Task details:
Find the word "async" in the listing. Copy out each line where it occurs.

Supplied data:
──────────────────────────────
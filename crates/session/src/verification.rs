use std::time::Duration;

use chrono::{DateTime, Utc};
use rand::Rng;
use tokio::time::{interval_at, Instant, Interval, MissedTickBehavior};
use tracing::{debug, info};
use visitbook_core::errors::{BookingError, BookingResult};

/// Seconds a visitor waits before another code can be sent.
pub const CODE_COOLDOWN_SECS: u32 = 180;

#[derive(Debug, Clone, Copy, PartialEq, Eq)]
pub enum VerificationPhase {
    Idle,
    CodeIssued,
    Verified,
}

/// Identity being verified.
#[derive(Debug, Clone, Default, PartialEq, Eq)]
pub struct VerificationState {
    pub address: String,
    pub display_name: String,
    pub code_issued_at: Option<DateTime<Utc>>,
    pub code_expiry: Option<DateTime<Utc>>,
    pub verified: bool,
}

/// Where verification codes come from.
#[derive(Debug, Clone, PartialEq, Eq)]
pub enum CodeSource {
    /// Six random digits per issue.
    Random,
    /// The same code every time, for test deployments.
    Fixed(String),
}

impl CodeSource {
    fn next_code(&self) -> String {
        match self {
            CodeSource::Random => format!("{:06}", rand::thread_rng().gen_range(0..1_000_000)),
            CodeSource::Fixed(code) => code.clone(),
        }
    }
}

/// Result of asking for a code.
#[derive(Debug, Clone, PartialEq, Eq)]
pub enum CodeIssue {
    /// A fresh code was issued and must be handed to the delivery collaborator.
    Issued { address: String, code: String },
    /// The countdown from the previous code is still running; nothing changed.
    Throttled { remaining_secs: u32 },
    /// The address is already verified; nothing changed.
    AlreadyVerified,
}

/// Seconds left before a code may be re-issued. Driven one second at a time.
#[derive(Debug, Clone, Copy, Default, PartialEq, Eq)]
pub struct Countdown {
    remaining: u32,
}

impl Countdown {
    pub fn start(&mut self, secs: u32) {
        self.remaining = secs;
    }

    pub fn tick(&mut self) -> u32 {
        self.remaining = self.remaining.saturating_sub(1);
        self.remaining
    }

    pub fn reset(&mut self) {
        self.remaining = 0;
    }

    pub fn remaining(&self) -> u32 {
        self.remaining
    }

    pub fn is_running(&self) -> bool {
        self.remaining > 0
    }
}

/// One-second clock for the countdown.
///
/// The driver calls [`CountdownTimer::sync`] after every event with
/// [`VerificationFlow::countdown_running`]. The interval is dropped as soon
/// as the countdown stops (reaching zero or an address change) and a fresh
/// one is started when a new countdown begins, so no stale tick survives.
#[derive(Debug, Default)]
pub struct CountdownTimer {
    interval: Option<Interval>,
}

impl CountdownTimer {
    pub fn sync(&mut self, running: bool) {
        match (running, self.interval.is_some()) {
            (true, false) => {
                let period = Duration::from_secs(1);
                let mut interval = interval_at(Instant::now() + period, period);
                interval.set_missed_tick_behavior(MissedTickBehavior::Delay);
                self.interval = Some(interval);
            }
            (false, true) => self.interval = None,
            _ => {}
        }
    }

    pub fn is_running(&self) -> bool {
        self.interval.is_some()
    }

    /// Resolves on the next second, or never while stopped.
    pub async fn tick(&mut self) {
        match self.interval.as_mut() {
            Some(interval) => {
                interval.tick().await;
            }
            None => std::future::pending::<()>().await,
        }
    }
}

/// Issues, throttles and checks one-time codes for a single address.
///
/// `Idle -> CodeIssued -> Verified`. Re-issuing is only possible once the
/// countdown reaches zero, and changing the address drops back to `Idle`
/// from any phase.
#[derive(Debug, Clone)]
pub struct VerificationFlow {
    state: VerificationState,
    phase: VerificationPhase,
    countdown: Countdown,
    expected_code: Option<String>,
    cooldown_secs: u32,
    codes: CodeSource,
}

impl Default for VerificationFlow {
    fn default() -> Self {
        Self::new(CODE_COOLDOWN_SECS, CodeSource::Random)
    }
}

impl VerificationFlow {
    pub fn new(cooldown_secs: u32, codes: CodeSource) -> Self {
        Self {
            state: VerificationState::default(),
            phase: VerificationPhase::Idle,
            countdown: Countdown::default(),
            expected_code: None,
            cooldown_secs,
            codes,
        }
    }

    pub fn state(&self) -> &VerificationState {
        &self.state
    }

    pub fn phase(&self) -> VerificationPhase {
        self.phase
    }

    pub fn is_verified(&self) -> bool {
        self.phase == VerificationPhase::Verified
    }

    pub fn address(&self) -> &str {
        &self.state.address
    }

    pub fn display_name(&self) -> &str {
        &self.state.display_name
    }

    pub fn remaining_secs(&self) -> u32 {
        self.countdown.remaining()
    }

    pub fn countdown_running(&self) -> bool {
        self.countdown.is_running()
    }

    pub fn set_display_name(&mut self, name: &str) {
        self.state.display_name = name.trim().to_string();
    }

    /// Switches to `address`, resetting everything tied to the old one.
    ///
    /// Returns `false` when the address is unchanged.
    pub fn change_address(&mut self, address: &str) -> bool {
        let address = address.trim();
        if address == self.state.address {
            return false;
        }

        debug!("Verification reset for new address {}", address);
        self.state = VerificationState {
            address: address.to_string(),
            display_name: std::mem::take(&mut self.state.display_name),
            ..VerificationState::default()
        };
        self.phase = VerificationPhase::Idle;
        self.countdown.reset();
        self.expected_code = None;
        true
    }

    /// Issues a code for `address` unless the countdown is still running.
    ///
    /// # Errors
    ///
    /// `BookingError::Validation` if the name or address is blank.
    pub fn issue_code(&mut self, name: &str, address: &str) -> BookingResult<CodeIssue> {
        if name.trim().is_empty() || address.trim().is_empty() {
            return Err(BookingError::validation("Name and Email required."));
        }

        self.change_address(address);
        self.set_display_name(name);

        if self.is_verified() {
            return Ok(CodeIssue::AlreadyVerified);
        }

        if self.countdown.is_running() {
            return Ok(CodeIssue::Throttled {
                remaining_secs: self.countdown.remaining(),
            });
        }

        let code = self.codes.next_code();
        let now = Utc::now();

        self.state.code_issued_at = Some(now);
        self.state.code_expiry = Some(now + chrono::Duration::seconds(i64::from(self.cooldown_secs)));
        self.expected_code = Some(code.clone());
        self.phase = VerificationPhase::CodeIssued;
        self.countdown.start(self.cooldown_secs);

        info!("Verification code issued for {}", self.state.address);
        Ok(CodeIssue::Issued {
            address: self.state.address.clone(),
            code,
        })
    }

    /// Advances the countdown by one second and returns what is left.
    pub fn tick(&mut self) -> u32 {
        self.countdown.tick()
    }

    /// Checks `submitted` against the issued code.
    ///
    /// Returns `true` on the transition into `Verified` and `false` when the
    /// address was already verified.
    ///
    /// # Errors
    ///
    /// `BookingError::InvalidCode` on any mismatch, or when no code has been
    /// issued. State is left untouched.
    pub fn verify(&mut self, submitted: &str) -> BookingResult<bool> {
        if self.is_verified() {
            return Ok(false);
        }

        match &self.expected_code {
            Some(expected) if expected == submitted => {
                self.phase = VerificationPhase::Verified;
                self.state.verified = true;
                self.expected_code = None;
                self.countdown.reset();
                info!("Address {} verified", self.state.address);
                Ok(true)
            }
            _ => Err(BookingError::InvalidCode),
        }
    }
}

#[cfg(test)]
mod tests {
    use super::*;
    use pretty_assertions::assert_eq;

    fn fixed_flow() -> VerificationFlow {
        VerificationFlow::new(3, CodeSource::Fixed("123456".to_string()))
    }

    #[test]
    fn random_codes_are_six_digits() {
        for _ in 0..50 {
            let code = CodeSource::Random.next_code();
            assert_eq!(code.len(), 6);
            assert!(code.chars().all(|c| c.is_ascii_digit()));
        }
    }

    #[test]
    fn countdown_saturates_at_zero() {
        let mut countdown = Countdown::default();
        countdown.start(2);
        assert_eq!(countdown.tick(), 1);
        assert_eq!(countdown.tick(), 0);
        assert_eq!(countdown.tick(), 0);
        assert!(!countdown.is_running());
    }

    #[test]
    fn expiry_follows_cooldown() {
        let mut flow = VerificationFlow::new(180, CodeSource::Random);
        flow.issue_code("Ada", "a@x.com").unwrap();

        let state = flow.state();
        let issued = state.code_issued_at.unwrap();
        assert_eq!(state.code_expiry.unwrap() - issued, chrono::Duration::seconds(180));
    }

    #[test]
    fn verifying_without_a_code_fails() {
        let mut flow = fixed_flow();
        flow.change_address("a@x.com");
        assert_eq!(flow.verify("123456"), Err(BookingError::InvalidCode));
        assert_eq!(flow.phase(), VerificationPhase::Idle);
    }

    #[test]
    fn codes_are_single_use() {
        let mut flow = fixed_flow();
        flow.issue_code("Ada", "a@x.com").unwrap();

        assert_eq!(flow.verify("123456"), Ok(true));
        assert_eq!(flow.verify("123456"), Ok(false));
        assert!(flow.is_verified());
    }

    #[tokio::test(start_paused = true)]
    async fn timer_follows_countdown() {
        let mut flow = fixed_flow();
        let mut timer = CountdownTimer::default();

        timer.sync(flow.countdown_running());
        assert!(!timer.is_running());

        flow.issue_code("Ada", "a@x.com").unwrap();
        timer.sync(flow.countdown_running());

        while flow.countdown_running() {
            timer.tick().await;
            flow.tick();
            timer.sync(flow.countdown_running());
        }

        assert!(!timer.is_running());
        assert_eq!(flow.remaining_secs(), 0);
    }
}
──────────────────────────────
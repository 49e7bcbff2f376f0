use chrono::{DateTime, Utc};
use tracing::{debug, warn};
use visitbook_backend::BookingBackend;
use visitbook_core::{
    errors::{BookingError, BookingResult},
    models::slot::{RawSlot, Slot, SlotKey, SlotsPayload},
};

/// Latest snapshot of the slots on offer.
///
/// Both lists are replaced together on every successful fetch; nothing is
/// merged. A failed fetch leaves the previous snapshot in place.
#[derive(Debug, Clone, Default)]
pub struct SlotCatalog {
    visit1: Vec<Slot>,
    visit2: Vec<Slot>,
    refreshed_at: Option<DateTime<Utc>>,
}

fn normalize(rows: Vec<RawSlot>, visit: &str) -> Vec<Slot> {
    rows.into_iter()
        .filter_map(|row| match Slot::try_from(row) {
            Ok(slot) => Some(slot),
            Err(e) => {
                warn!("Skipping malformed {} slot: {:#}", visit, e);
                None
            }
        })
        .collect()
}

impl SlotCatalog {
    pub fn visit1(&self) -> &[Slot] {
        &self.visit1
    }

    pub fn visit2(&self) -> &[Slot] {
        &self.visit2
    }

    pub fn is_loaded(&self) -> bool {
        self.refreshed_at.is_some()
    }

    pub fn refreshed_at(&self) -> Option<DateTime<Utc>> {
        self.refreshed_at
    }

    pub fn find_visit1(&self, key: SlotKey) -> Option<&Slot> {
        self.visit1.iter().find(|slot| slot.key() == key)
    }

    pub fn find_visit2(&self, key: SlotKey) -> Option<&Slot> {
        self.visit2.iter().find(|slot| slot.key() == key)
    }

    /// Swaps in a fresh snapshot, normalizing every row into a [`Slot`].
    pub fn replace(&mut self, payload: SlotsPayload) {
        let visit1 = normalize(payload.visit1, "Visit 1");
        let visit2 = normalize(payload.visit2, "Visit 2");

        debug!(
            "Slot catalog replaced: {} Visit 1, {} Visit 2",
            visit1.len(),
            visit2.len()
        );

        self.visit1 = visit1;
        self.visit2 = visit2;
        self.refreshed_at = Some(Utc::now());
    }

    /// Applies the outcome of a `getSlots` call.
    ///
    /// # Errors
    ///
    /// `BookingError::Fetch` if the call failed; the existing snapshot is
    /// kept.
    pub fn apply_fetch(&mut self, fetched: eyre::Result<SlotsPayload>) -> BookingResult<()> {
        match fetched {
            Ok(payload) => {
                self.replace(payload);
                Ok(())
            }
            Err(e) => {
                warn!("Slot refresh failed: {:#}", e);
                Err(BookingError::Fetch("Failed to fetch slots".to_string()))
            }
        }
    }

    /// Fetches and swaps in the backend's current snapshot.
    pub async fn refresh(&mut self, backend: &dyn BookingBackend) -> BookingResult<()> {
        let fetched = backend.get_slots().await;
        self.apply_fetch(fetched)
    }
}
──────────────────────────────
Response box:
    pub async fn tick(&mut self) {
    async fn timer_follows_countdown() {
    pub async fn refresh(&mut self, backend: &dyn BookingBackend) -> BookingResult<()> {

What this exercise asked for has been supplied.